In fact, the study of psychology is incredibly valuable, not just for those who ultimately intend to work in the field as therapists, psychologists, counselors, or mental health professionals, but for those working in an array of professional settings, including business, sales, marketing, human resources, education, city planning, legal practice, and countless other fields. Your refined understanding of human behavior can give you a leg up when it comes to negotiations, presentations, client meetings, disciplinary responsibilities, you name it. Frankly, there are few professions in which better understanding human behavior wouldn’t be considered an advantage.
This is one reason that so many students earn a bachelor’s degree in psychology without ever pursuing a career directly in the field. If you’re asking "What can I do with a psychology degree?" the answer is: nearly anything.
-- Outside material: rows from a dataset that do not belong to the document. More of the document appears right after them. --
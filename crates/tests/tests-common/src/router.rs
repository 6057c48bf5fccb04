//! Build a data source router against a running mock graph API.

use std::collections::HashMap;

use ndc_nodegraph::connector::{NodeGraph, NodeGraphSetup};
use ndc_nodegraph::server::{self, ServerState};
use nodegraph_configuration::environment::Variable;
use nodegraph_configuration::version1::DEFAULT_URL_VARIABLE;

use crate::deployment::{get_deployment_dir, STATIC_CONFIGURATION_PATH};

/// Initialise server state from the static configuration, pointing it at `api_url`.
pub async fn create_server_state(api_url: &str) -> ServerState<NodeGraph> {
    let _ = env_logger::builder().is_test(true).try_init();

    let environment: HashMap<Variable, String> =
        HashMap::from([(DEFAULT_URL_VARIABLE.into(), api_url.to_string())]);
    let setup = NodeGraphSetup::new(environment);

    server::init_server_state(setup, get_deployment_dir(STATIC_CONFIGURATION_PATH))
        .await
        .expect("unable to initialise server state")
}

/// Creates a router with a fresh state, pointing it at `api_url`.
pub async fn create_router(api_url: &str) -> axum::Router {
    server::create_router(create_server_state(api_url).await)
}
If you do plan to practice psychology or counseling, you will need to continue your education beyond a bachelor’s degree. To truly advance within the profession, you will need to obtain advanced degrees at both the master’s and doctoral levels. But it’s up to you how far you want to go with it. There are many things to do with a psychology degree, both in and out of the field.
We’ll tell you everything you need to both get started and eventually get to the top of your profession.
If you already know what you want to do, you can check out The Best Online Bachelor’s in Psychology Degree Programs here!
What Kind of Accreditation Should My Degree Program Have?
Accreditation is the process by which colleges and universities are evaluated and validated. Colleges and universities that have earned accreditation have met the standards set by accrediting organizations. These organizations are comprised of faculty from various accredited colleges and universities. Legitimate regional and national accrediting organizations are recognized by the U.S. Department of Education (ED). Typically, the Council for Higher Education Accreditation (CHEA) recognizes the same institutions, although CHEA recognition isn’t mandatory. A college or university must be accredited by a Department of Education-recognized accreditor in order for its students to receive federal financial aid.
For a detailed look at the differences between regional and national accreditation, check out What Do I Need to Know About College Accreditation?
- What is Regional Accreditation?
- Regional accreditation is the signifier of quality education; this includes the currency of curriculum, credentials of educators, and credibility of degrees. Regional accrediting agencies only accredit institutions in their geographical area.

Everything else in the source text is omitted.